CHAPTER LVI
(Part II)
ON MARRIAGE

The fidelity of married women, where love is absent, is probably something contrary to nature.[1]

Men have attempted to obtain this unnatural result by the fear of hell and sentiments of religion; the example of Spain and Italy shows how far they have succeeded.

In France they have attempted to obtain it by public opinion—the one dyke capable of resistance, yet it has been badly built. It is absurd to tell a young girl: "You must be faithful to the husband of your choice," and then to marry her by force to a boring old dotard.[2]

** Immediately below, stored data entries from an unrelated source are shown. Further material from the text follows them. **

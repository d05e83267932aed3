//! rollcall-vs library - Verification Service
//!
//! Server side of attendance verification: accepts a biometric sample plus a
//! claimed proximity target, runs the external matcher, and records the
//! outcome in the attendance ledger.

use axum::Router;
use chrono::{DateTime, Utc};
use sqlx::SqlitePool;
use std::sync::Arc;

pub mod api;
pub mod config;
pub mod coordinator;
pub mod db;
pub mod error;
pub mod ledger;
pub mod worker;

pub use crate::coordinator::{VerificationCoordinator, VerificationError, VerificationRequest};
pub use crate::error::{ApiError, ApiResult};
pub use crate::ledger::{AttendanceLedger, LedgerError, LedgerScope, SqliteLedger};
pub use crate::worker::{BiometricWorker, ProcessWorker, WorkerFailure, WorkerMode, WorkerOutcome};

/// Application state shared across handlers
#[derive(Clone)]
pub struct AppState {
    /// Database connection pool
    pub db: SqlitePool,
    /// Secret that signs caller tokens
    pub shared_secret: i64,
    pub coordinator: Arc<VerificationCoordinator>,
    pub ledger: Arc<dyn AttendanceLedger>,
    /// Upper bound on request bodies
    pub max_body_bytes: usize,
    /// Budget for retrying locked writes outside the ledger
    pub lock_wait_ms: u64,
    /// Service startup timestamp for uptime tracking
    pub startup_time: DateTime<Utc>,
}

impl AppState {
    /// Wire the SQLite ledger and a coordinator around `worker`
    pub fn new(
        db: SqlitePool,
        shared_secret: i64,
        worker: Arc<dyn BiometricWorker>,
        settings: &rollcall_common::config::ServerSettings,
    ) -> Self {
        let ledger: Arc<dyn AttendanceLedger> =
            Arc::new(SqliteLedger::new(db.clone(), settings.ledger_lock_wait_ms));
        let coordinator = Arc::new(VerificationCoordinator::new(worker, Arc::clone(&ledger)));
        Self {
            db,
            shared_secret,
            coordinator,
            ledger,
            max_body_bytes: settings.max_sample_bytes,
            lock_wait_ms: settings.ledger_lock_wait_ms,
            startup_time: Utc::now(),
        }
    }
}

/// Build application router
///
/// `/health` is public; everything under `/api` requires a bearer token,
/// checked by the [`api::Caller`] extractor in each handler.
pub fn build_router(state: AppState) -> Router {
    use axum::extract::DefaultBodyLimit;
    use tower_http::limit::RequestBodyLimitLayer;
    use tower_http::trace::TraceLayer;

    let max_body_bytes = state.max_body_bytes;

    Router::new()
        .merge(api::attendance_routes())
        .merge(api::student_routes())
        .merge(api::health_routes())
        .layer(DefaultBodyLimit::disable())
        .layer(RequestBodyLimitLayer::new(max_body_bytes))
        .layer(TraceLayer::new_for_http())
        .with_state(state)
}
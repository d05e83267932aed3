//! Caller authentication
//!
//! Handlers take a [`Caller`] argument; extraction validates the
//! `Authorization: Bearer <token>` header against the shared secret and
//! rejects with 401 before the handler runs.

use axum::{
    async_trait,
    extract::FromRequestParts,
    http::{header::AUTHORIZATION, request::Parts},
};
use tracing::debug;

use rollcall_common::api::auth::{validate_token, Role};
use rollcall_common::time::now_millis;

use crate::error::ApiError;
use crate::AppState;

/// Authenticated identity of the request
#[derive(Debug, Clone, PartialEq, Eq)]
pub struct Caller {
    pub user_id: String,
    pub role: Role,
}

impl Caller {
    /// The caller's id if they are a student, 403 otherwise
    pub fn require_student(&self) -> Result<&str, ApiError> {
        match self.role {
            Role::Student => Ok(&self.user_id),
            Role::Teacher => Err(ApiError::Forbidden(
                "only students can perform this action".to_string(),
            )),
        }
    }

    /// The caller's id if they are a teacher, 403 otherwise
    pub fn require_teacher(&self) -> Result<&str, ApiError> {
        match self.role {
            Role::Teacher => Ok(&self.user_id),
            Role::Student => Err(ApiError::Forbidden(
                "only teachers can perform this action".to_string(),
            )),
        }
    }
}

#[async_trait]
impl FromRequestParts<AppState> for Caller {
    type Rejection = ApiError;

    async fn from_request_parts(
        parts: &mut Parts,
        state: &AppState,
    ) -> Result<Self, Self::Rejection> {
        let header = parts
            .headers
            .get(AUTHORIZATION)
            .and_then(|value| value.to_str().ok())
            .ok_or_else(|| ApiError::Unauthorized("authentication required".to_string()))?;

        let token = header
            .strip_prefix("Bearer ")
            .map(str::trim)
            .filter(|t| !t.is_empty())
            .ok_or_else(|| ApiError::Unauthorized("expected a bearer token".to_string()))?;

        let claims = validate_token(token, state.shared_secret, now_millis()).map_err(|e| {
            debug!(error = %e, "Token rejected");
            ApiError::Unauthorized(e.to_string())
        })?;

        Ok(Caller {
            user_id: claims.user_id,
            role: claims.role,
        })
    }
}
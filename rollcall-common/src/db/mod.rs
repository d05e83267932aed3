//! Database bootstrap shared by rollcall services

pub mod init;

pub use init::*;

"But girls are pleased to get married." Because, under the narrow system of present-day education, the slavery that they undergo in their mother's house is intolerably tedious; further, they lack enlightenment; and, lastly, there are the demands of nature. There is but one way to obtain more fidelity among married women: it is to give freedom to girls and divorce to married people.

A woman always loses the fairest days of her youth in her first marriage, and by divorce she gives fools the chance of talking against her.

Young women who have plenty of lovers have nothing to get from divorce, and women of a certain age, who have already had them, hope to repair their reputation—in France they always succeed in doing so—by showing themselves extremely severe against the errors which have left them behind. It is generally some wretched young woman, virtuous and desperately in love, who seeks a divorce, and gets her good name blackened at the hands of women who have had fifty different men.

[1] Not probably—but certainly. With love there, one has no taste for any water but that of the beloved fount. So far fidelity is natural.

In the case of marriage without love, in less than two years the water of this fountain becomes bitter. Now the desire for water always exists in nature. Habits may conquer nature, but only when it can be conquered in an instant: the Indian wife who burns herself (October 21st, 1821), after the death of the old husband whom she hated; the European girl who barbarously murders the innocent child to whom she has just given life. But for a very high wall the monks would soon leave the monastery.

[2] Even down to details, with us everything that regards the education of women is comic. For example, in 1820, under the rule of these very nobles who have proscribed divorce, the Home Office sends to the town of Lâon a bust and a statue of Gabrielle d'Estrées. The statue is to be set up in the public square, apparently to spread love of the Bourbons among the young girls and to exhort them, in case of need, not to be cruel to amorous kings and to give scions to this illustrious family.